No one figured out how the locked window unlocked itself three times in a row.  After she claimed she locked the window each time, I asked her how she could explain this problem of a magically unlocking window.  A glazed look came into her eyes.  She looked trapped.  She then declared that she was sure there was no lock on the window at all, so she must have been mistaken.  Yes, that was it.  There was no lock.  Cecil was just “playing a trick”.

Isn’t it amazing how desperate we are to “normalize” things?

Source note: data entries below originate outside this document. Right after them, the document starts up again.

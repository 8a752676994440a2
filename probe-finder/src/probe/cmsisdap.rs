//! Detection of CMSIS-DAP probes by their interface strings.
//!
//! CMSIS-DAP adaptors are built by many vendors on many different ids. The
//! only thing they have in common is that one of their interfaces carries a
//! string containing "CMSIS", e.g. "CMSIS-DAP v1.0" or "Foo CMSIS-DAP".

use super::{
    bounded, serial,
    usb::{UsbDevice, UsbDeviceHandle},
    Classification, ProbeRecord, ProbeType, SerialPolicy,
};

/// The marker searched for in interface strings. Matching is case sensitive.
pub const CMSIS_MARKER: &str = "CMSIS";

/// Returns true if an interface string advertises CMSIS-DAP.
pub fn is_cmsis_dap(interface_string: &str) -> bool {
    interface_string.contains(CMSIS_MARKER)
}

/// Searches the interface strings of a device for the CMSIS-DAP marker.
///
/// The device is opened for the duration of the search and, on a match, for
/// reading the serial number. Devices that can not be opened or whose
/// configuration can not be read are skipped. Returns `None` if the device is
/// not a CMSIS-DAP probe.
pub fn probe_device<D: UsbDevice>(
    device: &D,
    vendor_id: u16,
    product_id: u16,
    serial_index: Option<u8>,
) -> Option<ProbeRecord> {
    let handle = match device.open_handle() {
        Ok(handle) => handle,
        Err(e) => {
            tracing::debug!("failed to open {}: {}", device.location(), e);
            return None;
        }
    };

    let configuration = match device.active_configuration() {
        Ok(configuration) => configuration,
        Err(e) => {
            tracing::debug!(
                "failed to read the active configuration of {}: {}",
                device.location(),
                e
            );
            return None;
        }
    };

    let label = configuration.interfaces.iter().find_map(|interface| {
        interface.alt_settings.iter().find_map(|alt| {
            let index = alt.string_index.filter(|&index| index != 0)?;

            let interface_string = match handle.read_ascii_string(index) {
                Ok(s) => bounded(s),
                Err(e) => {
                    // A single unreadable string does not disqualify the device.
                    tracing::trace!(
                        "  Interface {} alt {}: string {} unreadable: {}",
                        interface.number,
                        alt.setting,
                        index,
                        e
                    );
                    return None;
                }
            };

            tracing::trace!(
                "  Interface {} alt {}: {}",
                interface.number,
                alt.setting,
                interface_string
            );

            is_cmsis_dap(&interface_string).then_some(interface_string)
        })
    })?;

    tracing::debug!(
        "{:04x}:{:04x} advertises {} at {}",
        vendor_id,
        product_id,
        label,
        device.location()
    );

    let classification = Classification {
        probe_type: ProbeType::CmsisDap,
        label,
        serial_policy: SerialPolicy::ReadFromDevice,
    };
    let serial = serial::resolve(
        device,
        Some(&handle),
        serial_index,
        classification.serial_policy,
    );

    Some(ProbeRecord::new(
        classification.probe_type,
        classification.label,
        serial,
        vendor_id,
        product_id,
    ))
}

#[cfg(test)]
mod test {
    use super::*;
    use crate::probe::{fake_usb::FakeDevice, UNKNOWN_SERIAL};
    use test_case::test_case;

    fn probe(device: &FakeDevice) -> Option<ProbeRecord> {
        probe_device(device, 0xc251, 0xf002, device.serial_index())
    }

    #[test_case("CMSIS-DAP", true; "plain")]
    #[test_case("CMSIS-DAP v1.0", true; "versioned")]
    #[test_case("LPC-Link CMSIS-DAP", true; "prefixed")]
    #[test_case("CMSIS_DAP", true; "underscore")]
    #[test_case("cmsis-dap", false; "lowercase")]
    #[test_case("Cmsis-Dap", false; "mixed case")]
    #[test_case("DAPLink", false; "no marker")]
    #[test_case("", false; "empty")]
    fn marker_is_case_sensitive(text: &str, expected: bool) {
        assert_eq!(is_cmsis_dap(text), expected);
    }

    #[test]
    fn marker_on_later_alt_setting() {
        let device = FakeDevice::new(0xc251, 0xf002)
            .with_serial("0240000034544e45")
            .with_interface(&[Some("Mass Storage")])
            .with_interface(&[None, Some("Vendor"), Some("CMSIS-DAP v1.0")]);

        let record = probe(&device).unwrap();

        assert_eq!(record.label, "CMSIS-DAP v1.0");
        assert_eq!(record.probe_type, ProbeType::CmsisDap);
        assert_eq!(record.serial, "0240000034544e45");
        assert!(device.ledger().is_balanced());
        assert_eq!(device.ledger().opened(), 1);
    }

    #[test]
    fn scanning_stops_at_first_match() {
        let device = FakeDevice::new(0xc251, 0xf002)
            .with_interface(&[Some("CMSIS-DAP first")])
            .with_interface(&[Some("CMSIS-DAP second")]);

        let record = probe(&device).unwrap();

        assert_eq!(record.label, "CMSIS-DAP first");
        // Only the first interface string was read, the device has no serial.
        assert_eq!(device.string_reads(), vec![1]);
        assert_eq!(record.serial, UNKNOWN_SERIAL);
    }

    #[test]
    fn no_marker_means_no_record() {
        let device = FakeDevice::new(0x046d, 0xc52b)
            .with_serial("ABC")
            .with_interface(&[Some("Keyboard")])
            .with_interface(&[Some("Mouse"), None]);

        assert!(probe(&device).is_none());
        assert!(device.ledger().is_balanced());
    }

    #[test]
    fn lowercase_marker_is_ignored() {
        let device = FakeDevice::new(0x1234, 0x0001).with_interface(&[Some("cmsis-dap")]);

        assert!(probe(&device).is_none());
    }

    #[test]
    fn failed_string_reads_are_skipped() {
        let device = FakeDevice::new(0xc251, 0xf002)
            .with_broken_interface(2, rusb::Error::Pipe)
            .with_interface(&[Some("CMSIS-DAP")]);

        let record = probe(&device).unwrap();

        assert_eq!(record.label, "CMSIS-DAP");
        assert_eq!(device.string_reads(), vec![1, 2, 3]);
        assert!(device.ledger().is_balanced());
    }

    #[test]
    fn all_string_reads_failing_means_no_record() {
        let device = FakeDevice::new(0xc251, 0xf002)
            .with_broken_interface(3, rusb::Error::Timeout)
            .with_broken_interface(1, rusb::Error::Io);

        assert!(probe(&device).is_none());
        assert_eq!(device.string_reads().len(), 4);
        assert!(device.ledger().is_balanced());
    }

    #[test]
    fn open_failure_skips_device() {
        let device = FakeDevice::new(0xc251, 0xf002)
            .with_interface(&[Some("CMSIS-DAP")])
            .with_open_error(rusb::Error::Access);

        assert!(probe(&device).is_none());
        assert_eq!(device.ledger().opened(), 0);
        assert!(device.string_reads().is_empty());
    }

    #[test]
    fn configuration_failure_skips_device_and_closes_it() {
        let device = FakeDevice::new(0xc251, 0xf002).without_configuration(rusb::Error::NotFound);

        assert!(probe(&device).is_none());
        assert_eq!(device.ledger().opened(), 1);
        assert_eq!(device.ledger().closed(), 1);
    }

    #[test]
    fn serial_read_failure_gives_placeholder() {
        let device = FakeDevice::new(0xc251, 0xf002)
            .with_broken_serial(rusb::Error::Pipe)
            .with_interface(&[Some("CMSIS-DAP")]);

        let record = probe(&device).unwrap();

        assert_eq!(record.serial, UNKNOWN_SERIAL);
        assert!(device.ledger().is_balanced());
    }

    #[test]
    fn marker_past_the_length_limit_is_not_seen() {
        let padded = format!("{}CMSIS-DAP", " ".repeat(60));
        let device = FakeDevice::new(0xc251, 0xf002).with_interface(&[Some(&padded)]);

        assert!(probe(&device).is_none());
    }
}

One day, rather soon after this, I was sitting on the porch playing with my toys.  Mother was inside making lunch or something.  Cecil came up to the house.  He told me he missed me and my mother and he was coming home for good very soon.

I was happy to see him because he had always been attentive and kind to me.  He told me to not tell my mother that he had been to see me because she would be mad at him.  He was trying to make her understand that he loved all of us and he wanted to bring her a nice surprise.  It would be a “secret”.  Would I like to go for a ride one day soon?  I had some idea I wasn’t supposed to do this, so I said “no”.  But then, for some reason, I told him I would only go for a ride if it could be in a new yellow and black convertible like I had seen in a picture in a magazine.  Why I was so taken with the idea of this yellow and black car, I’m not sure.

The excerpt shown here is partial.